Наташа упала на кровать, истерически захохотала.
— Что с тобой? — мать гордо выпрямилась, смотрела на дочь свысока.
— Андрей сказал, — девушка дергалась от смеха, — спроси у любой бабы, она такие детали наплетет. У любой бабы!.. И вот ты… сплетница.
Елена Владимировна охнула, в ужасе зажала ладонью рот.
— Отец! Василий! — закричала, придя в себя. — Послушай свою дочь!
— Ну что вас мир не берет! — недовольно забрюзжал вдали Василий Ефимович. Вошел хмурый, раздраженный. — Что еще у вас случилось?
— У нее истерика, — Елена Владимировна возмущенно показала пальцем на дочь. — Она меня бабой, сплетницей назвала!
— Это еще что за фокусы? — Василий Ефимович строго глянул на Наташу.
Та, всхлипывая, мучительно, судорожно улыбалась, а в глазах, жалобных и жалких, уже скапливались, набухали слезы.
— Выйди! — требовательно попросил Сокольский жену, и когда она, хмыкнув, скрылась за дверью, присел на кровать, погладил дочь по голове.
— Ну, успокойся. Хочешь, воды принесу?
— Не надо, — Наташа закрыла руками лицо, подержала их так секунду-другую и резко убрала. — Ох, как тяжело, если б ты знал… Дура я!
Андрей Шахов подошел к дому Твердышевых.

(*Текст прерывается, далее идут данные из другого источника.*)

//! Command line surface for `hdrkit`.

use std::path::{Path, PathBuf};

use anyhow::{Context, Result};
use clap::{Parser, ValueEnum};
use tracing::debug;

use hdrkit_io_fs::{
    C_DIR_DESTINATION_DEFAULT, C_DIR_SOURCE_DEFAULT, C_HEADER_SUFFIX_DEFAULT,
    EnumHeaderPatternMode, EnumSymlinkStrategy, ReportAggregate, SpecAggregateOptions,
    aggregate_headers,
};

/// Pattern interpretation for `--pattern`.
#[derive(Debug, Clone, Copy, PartialEq, Eq, ValueEnum)]
pub enum PatternModeArg {
    Suffix,
    Glob,
    Regex,
}

impl From<PatternModeArg> for EnumHeaderPatternMode {
    fn from(value: PatternModeArg) -> Self {
        match value {
            PatternModeArg::Suffix => EnumHeaderPatternMode::Suffix,
            PatternModeArg::Glob => EnumHeaderPatternMode::Glob,
            PatternModeArg::Regex => EnumHeaderPatternMode::Regex,
        }
    }
}

/// Copy header files from a source tree into an include directory,
/// mirroring the directory structure.
///
/// The destination is deleted and rebuilt on every run. Anything placed
/// there by hand is lost.
#[derive(Debug, Parser)]
#[command(name = "hdrkit", version)]
pub struct Cli {
    /// Working root that relative source/destination paths are resolved against.
    #[arg(long, env = "HDRKIT_ROOT")]
    pub root: Option<PathBuf>,

    /// Source tree to scan.
    #[arg(short, long, env = "HDRKIT_SOURCE", default_value = C_DIR_SOURCE_DEFAULT)]
    pub source: PathBuf,

    /// Include directory to rebuild.
    #[arg(short, long, env = "HDRKIT_DESTINATION", default_value = C_DIR_DESTINATION_DEFAULT)]
    pub destination: PathBuf,

    /// Header pattern; repeat or comma-separate for several.
    #[arg(
        short,
        long = "pattern",
        env = "HDRKIT_PATTERN",
        value_delimiter = ',',
        default_value = C_HEADER_SUFFIX_DEFAULT
    )]
    pub patterns: Vec<String>,

    /// How `--pattern` values are matched against file names.
    #[arg(long, value_enum, default_value_t = PatternModeArg::Suffix)]
    pub pattern_mode: PatternModeArg,

    /// Follow symlinks instead of ignoring them.
    #[arg(long)]
    pub follow_symlinks: bool,

    /// Copy permissions, timestamps and extended attributes.
    #[arg(long)]
    pub preserve_metadata: bool,

    /// Report what would happen without touching the filesystem.
    #[arg(long)]
    pub dry_run: bool,

    /// Increase log verbosity (-v info, -vv debug, -vvv trace).
    #[arg(short, long, action = clap::ArgAction::Count)]
    pub verbose: u8,

    /// Only log errors.
    #[arg(short, long, conflicts_with = "verbose")]
    pub quiet: bool,
}

impl Cli {
    fn resolve(&self, path: &Path) -> PathBuf {
        match &self.root {
            Some(path_root) if path.is_relative() => path_root.join(path),
            _ => path.to_path_buf(),
        }
    }

    pub fn path_source(&self) -> PathBuf {
        self.resolve(&self.source)
    }

    pub fn path_destination(&self) -> PathBuf {
        self.resolve(&self.destination)
    }

    pub fn to_options(&self) -> SpecAggregateOptions {
        SpecAggregateOptions {
            patterns_header: self.patterns.clone(),
            rule_pattern: self.pattern_mode.into(),
            rule_symlink: if self.follow_symlinks {
                EnumSymlinkStrategy::Dereference
            } else {
                EnumSymlinkStrategy::Skip
            },
            if_preserve_metadata: self.preserve_metadata,
            if_dry_run: self.dry_run,
        }
    }
}

/// Run one aggregation from parsed arguments.
pub fn run(cli: &Cli) -> Result<ReportAggregate> {
    let path_source = cli.path_source();
    let path_destination = cli.path_destination();
    debug!(
        source = %path_source.display(),
        destination = %path_destination.display(),
        "Aggregating headers"
    );

    aggregate_headers(&path_source, &path_destination, cli.to_options()).with_context(|| {
        format!(
            "header aggregation {} -> {} failed",
            path_source.display(),
            path_destination.display()
        )
    })
}

/// Line printed to stdout after a successful run; only dry runs have one.
pub fn summary_line(cli: &Cli, report: &ReportAggregate) -> Option<String> {
    cli.dry_run.then(|| report.to_string())
}
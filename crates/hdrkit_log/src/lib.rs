//! `hdrkit_log` v1:
//! Shared `tracing` subscriber setup for hdrkit front ends.
//!
//! Log lines go to stderr so stdout stays free for command output.
//! `RUST_LOG` takes precedence over the verbosity-derived default.

use tracing_subscriber::util::{SubscriberInitExt, TryInitError};
use tracing_subscriber::{EnvFilter, fmt, layer::SubscriberExt};

/// Default filter directive for a `-v` count.
///
/// `quiet` wins over any verbosity and keeps errors only.
pub fn derive_filter_directive(n_verbosity: u8, if_quiet: bool) -> &'static str {
    if if_quiet {
        return "error";
    }
    match n_verbosity {
        0 => "warn",
        1 => "info",
        2 => "debug",
        _ => "trace",
    }
}

/// Install the global subscriber. Fails if one is already installed.
pub fn init_logging(n_verbosity: u8, if_quiet: bool) -> Result<(), TryInitError> {
    let filter = EnvFilter::try_from_default_env()
        .unwrap_or_else(|_| EnvFilter::new(derive_filter_directive(n_verbosity, if_quiet)));

    tracing_subscriber::registry()
        .with(filter)
        .with(
            fmt::layer()
                .with_writer(std::io::stderr)
                .with_target(false),
        )
        .try_init()
}

#[cfg(test)]
mod tests {
    use super::{derive_filter_directive, init_logging};

    #[test]
    fn verbosity_maps_to_directive() {
        assert_eq!(derive_filter_directive(0, false), "warn");
        assert_eq!(derive_filter_directive(1, false), "info");
        assert_eq!(derive_filter_directive(2, false), "debug");
        assert_eq!(derive_filter_directive(7, false), "trace");
        assert_eq!(derive_filter_directive(3, true), "error");
    }

    #[test]
    fn second_init_is_rejected() {
        let _ = init_logging(0, false);
        assert!(init_logging(0, false).is_err());
    }
}
//! `hdrkit_io_fs` v1:
//! Rust-side header aggregation engine.
//!
//! Rebuilds an include directory as a header-only mirror of a source tree.
//! - `aggregate` : traversal and copy orchestration
//! - `conf`      : default paths and suffix
//! - `spec`      : enums/options/errors
//! - `report`    : run-time report model
//! - `util`      : shared helper functions

pub mod aggregate;
pub mod conf;
pub mod report;
pub mod spec;
mod util;

pub use aggregate::aggregate_headers;
pub use conf::{C_DIR_DESTINATION_DEFAULT, C_DIR_SOURCE_DEFAULT, C_HEADER_SUFFIX_DEFAULT};
pub use report::{ReportAggregate, ReportAggregateBuilder};
pub use spec::{AggregateError, EnumHeaderPatternMode, EnumSymlinkStrategy, SpecAggregateOptions};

Остановился, посмотрел на освещенные окна дома в половине старика, на черные стекла квартиры Анны. Нагнулся через калитку, отыскал щеколду. С другой стороны заборчика метнулась к нему собака. Встала на задние лапы, ударила передними в грудь Шахова. Завзвизгивала, заныла, пытаясь лизнуть.
— Не балуй, Гранит, — Андрей, посмеиваясь, оттолкнул пса. — У-у, шпана лохматая. Что, от одиночества изнываешь? Или от любви? — Нащупал щеколду и уже открыл ее, но, не разгибаясь, еще раз внимательно поглядел на темные окна левой половины дома и медленно выпрямился.
— Ну, хватит, хватит, хулиган, — потрепал задумчиво по загривку овчарку. — Чего разнежничался? Ну-ну, заплачь еще от радости, — он щелкнул собаку в нос и неторопливо, задумавшись, ушел.
И не видел Андрей, что в тени дома, около крыльца, стояла Анна, наблюдала за ним, залитым светом из окон Ивана Дмитриевича. Когда Шахов скрылся, женщина подняла к небу лицо, всмотрелась в бледные редкие звезды и расслабленно, вяло улыбнулась.
Подскочила собака, ткнулась мордой в живот Анне, заскулила, выклянчивая ласку, млея от любви и преданности.
— Прогнали тебя, дурачка? — Анна присела на корточки, схватила пса за уши, потерлась носом о его мокрый и холодный нос. — Идем спать, шпана лохматая, идем спать, хулиган. Плакать мы не будем ни от радости, ни от одиночества. Верно?